* TASK GOAL *
Give every entry again, word for word and in full.

* INPUT *
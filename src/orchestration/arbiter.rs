// Resource arbiter - exclusive and shared leases over the local accelerator
//
// GPU-heavy work takes the write side of a fair RwLock, GPU-light work the
// read side. Waiters are queued in arrival order. Only an exclusive holder
// changes the residency record. Blocking device work that may outlive its
// caller carries a `DeviceHold`, so the lock stays taken until the device
// is actually idle.

use super::error::ProviderError;
use super::types::ResourceClass;
use async_trait::async_trait;
use serde::Serialize;
use std::collections::HashMap;
use std::future::Future;
use std::sync::atomic::{AtomicU64, Ordering};
use std::sync::{Arc, Mutex};
use std::time::{Duration, Instant};
use tokio::sync::{OwnedRwLockReadGuard, OwnedRwLockWriteGuard, RwLock};

tokio::task_local! {
    static DEVICE_HOLD: DeviceHold;
}

/// Device residency control implemented by local adapters
#[async_trait]
pub trait ResidentModel: Send + Sync {
    /// Release the model's device memory
    async fn offload(&self) -> Result<(), ProviderError>;

    /// Bring the model back onto the device
    async fn restore(&self) -> Result<(), ProviderError>;

    /// Settle work left on the device by the previous call, keeping the weights
    async fn clear_transient(&self) -> Result<(), ProviderError> {
        Ok(())
    }
}

#[derive(Debug, thiserror::Error)]
pub enum ArbiterError {
    #[error("No lease granted within {waited:?}")]
    Exhausted { waited: Duration },
}

/// Acquire/release balance plus the current resident model
#[derive(Debug, Clone, PartialEq, Eq, Serialize)]
pub struct ArbiterStats {
    pub acquired: u64,
    pub released: u64,
    pub resident: Option<String>,
}

impl ArbiterStats {
    pub fn in_flight(&self) -> u64 {
        self.acquired.saturating_sub(self.released)
    }
}

#[derive(Default)]
struct Counters {
    acquired: AtomicU64,
    released: AtomicU64,
}

#[derive(Clone)]
enum Guard {
    Free,
    Shared(#[allow(dead_code)] Arc<OwnedRwLockReadGuard<()>>),
    Exclusive(#[allow(dead_code)] Arc<OwnedRwLockWriteGuard<()>>),
}

/// Keeps a lease's side of the lock taken while device work is running
///
/// Cloned out of a lease and moved into blocking work; the lock is given
/// back once the lease and every hold are dropped.
#[derive(Clone)]
pub struct DeviceHold {
    #[allow(dead_code)]
    guard: Guard,
}

impl DeviceHold {
    /// Hold of the lease driving the current provider call, if any
    pub fn current() -> Option<DeviceHold> {
        DEVICE_HOLD.try_with(|hold| hold.clone()).ok()
    }

    /// Run `future` with `hold` visible to `DeviceHold::current`
    pub async fn scope<F: Future>(hold: Option<DeviceHold>, future: F) -> F::Output {
        match hold {
            Some(hold) => DEVICE_HOLD.scope(hold, future).await,
            None => future.await,
        }
    }
}

/// Access to the accelerator for the duration of one provider call
pub struct ArbiterLease {
    class: ResourceClass,
    model_id: String,
    acquired_at: Instant,
    counters: Arc<Counters>,
    guard: Guard,
}

impl ArbiterLease {
    pub fn class(&self) -> ResourceClass {
        self.class
    }

    pub fn model_id(&self) -> &str {
        &self.model_id
    }

    pub fn is_exclusive(&self) -> bool {
        matches!(self.guard, Guard::Exclusive(_))
    }

    pub fn held_for(&self) -> Duration {
        self.acquired_at.elapsed()
    }

    /// Hold for device work started under this lease; None for remote leases
    pub fn hold(&self) -> Option<DeviceHold> {
        match self.guard {
            Guard::Free => None,
            _ => Some(DeviceHold {
                guard: self.guard.clone(),
            }),
        }
    }
}

impl Drop for ArbiterLease {
    fn drop(&mut self) {
        self.counters.released.fetch_add(1, Ordering::SeqCst);
        if !matches!(self.guard, Guard::Free) {
            tracing::debug!(
                "Released {:?} lease for {} after {:?}",
                self.class,
                self.model_id,
                self.held_for()
            );
        }
    }
}

impl std::fmt::Debug for ArbiterLease {
    fn fmt(&self, f: &mut std::fmt::Formatter<'_>) -> std::fmt::Result {
        f.debug_struct("ArbiterLease")
            .field("class", &self.class)
            .field("model_id", &self.model_id)
            .finish()
    }
}

/// Single point of access control for the local accelerator
pub struct ResourceArbiter {
    lock: Arc<RwLock<()>>,
    resident: Mutex<Option<String>>,
    hooks: HashMap<String, Arc<dyn ResidentModel>>,
    counters: Arc<Counters>,
    lease_timeout: Duration,
}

* SOLVED PROBLEM *
filename src/orchestration/arbiter.rs
// Resource arbiter - exclusive and shared leases over the local accelerator
//
// GPU-heavy work takes the write side of a fair RwLock, GPU-light work the
// read side. Waiters are queued in arrival order. Only an exclusive holder
// changes the residency record. Blocking device work that may outlive its
// caller carries a `DeviceHold`, so the lock stays taken until the device
// is actually idle.

use super::error::ProviderError;
use super::types::ResourceClass;
use async_trait::async_trait;
use serde::Serialize;
use std::collections::HashMap;
use std::future::Future;
use std::sync::atomic::{AtomicU64, Ordering};
use std::sync::{Arc, Mutex};
use std::time::{Duration, Instant};
use tokio::sync::{OwnedRwLockReadGuard, OwnedRwLockWriteGuard, RwLock};

tokio::task_local! {
    static DEVICE_HOLD: DeviceHold;
}

/// Device residency control implemented by local adapters
#[async_trait]
pub trait ResidentModel: Send + Sync {
    /// Release the model's device memory
    async fn offload(&self) -> Result<(), ProviderError>;

    /// Bring the model back onto the device
    async fn restore(&self) -> Result<(), ProviderError>;

    /// Settle work left on the device by the previous call, keeping the weights
    async fn clear_transient(&self) -> Result<(), ProviderError> {
        Ok(())
    }
}

#[derive(Debug, thiserror::Error)]
pub enum ArbiterError {
    #[error("No lease granted within {waited:?}")]
    Exhausted { waited: Duration },
}

/// Acquire/release balance plus the current resident model
#[derive(Debug, Clone, PartialEq, Eq, Serialize)]
pub struct ArbiterStats {
    pub acquired: u64,
    pub released: u64,
    pub resident: Option<String>,
}

impl ArbiterStats {
    pub fn in_flight(&self) -> u64 {
        self.acquired.saturating_sub(self.released)
    }
}

#[derive(Default)]
struct Counters {
    acquired: AtomicU64,
    released: AtomicU64,
}

#[derive(Clone)]
enum Guard {
    Free,
    Shared(#[allow(dead_code)] Arc<OwnedRwLockReadGuard<()>>),
    Exclusive(#[allow(dead_code)] Arc<OwnedRwLockWriteGuard<()>>),
}

/// Keeps a lease's side of the lock taken while device work is running
///
/// Cloned out of a lease and moved into blocking work; the lock is given
/// back once the lease and every hold are dropped.
#[derive(Clone)]
pub struct DeviceHold {
    #[allow(dead_code)]
    guard: Guard,
}

impl DeviceHold {
    /// Hold of the lease driving the current provider call, if any
    pub fn current() -> Option<DeviceHold> {
        DEVICE_HOLD.try_with(|hold| hold.clone()).ok()
    }

    /// Run `future` with `hold` visible to `DeviceHold::current`
    pub async fn scope<F: Future>(hold: Option<DeviceHold>, future: F) -> F::Output {
        match hold {
            Some(hold) => DEVICE_HOLD.scope(hold, future).await,
            None => future.await,
        }
    }
}

/// Access to the accelerator for the duration of one provider call
pub struct ArbiterLease {
    class: ResourceClass,
    model_id: String,
    acquired_at: Instant,
    counters: Arc<Counters>,
    guard: Guard,
}

impl ArbiterLease {
    pub fn class(&self) -> ResourceClass {
        self.class
    }

    pub fn model_id(&self) -> &str {
        &self.model_id
    }

    pub fn is_exclusive(&self) -> bool {
        matches!(self.guard, Guard::Exclusive(_))
    }

    pub fn held_for(&self) -> Duration {
        self.acquired_at.elapsed()
    }

    /// Hold for device work started under this lease; None for remote leases
    pub fn hold(&self) -> Option<DeviceHold> {
        match self.guard {
            Guard::Free => None,
            _ => Some(DeviceHold {
                guard: self.guard.clone(),
            }),
        }
    }
}

impl Drop for ArbiterLease {
    fn drop(&mut self) {
        self.counters.released.fetch_add(1, Ordering::SeqCst);
        if !matches!(self.guard, Guard::Free) {
            tracing::debug!(
                "Released {:?} lease for {} after {:?}",
                self.class,
                self.model_id,
                self.held_for()
            );
        }
    }
}

impl std::fmt::Debug for ArbiterLease {
    fn fmt(&self, f: &mut std::fmt::Formatter<'_>) -> std::fmt::Result {
        f.debug_struct("ArbiterLease")
            .field("class", &self.class)
            .field("model_id", &self.model_id)
            .finish()
    }
}

/// Single point of access control for the local accelerator
pub struct ResourceArbiter {
    lock: Arc<RwLock<()>>,
    resident: Mutex<Option<String>>,
    hooks: HashMap<String, Arc<dyn ResidentModel>>,
    counters: Arc<Counters>,
    lease_timeout: Duration,
}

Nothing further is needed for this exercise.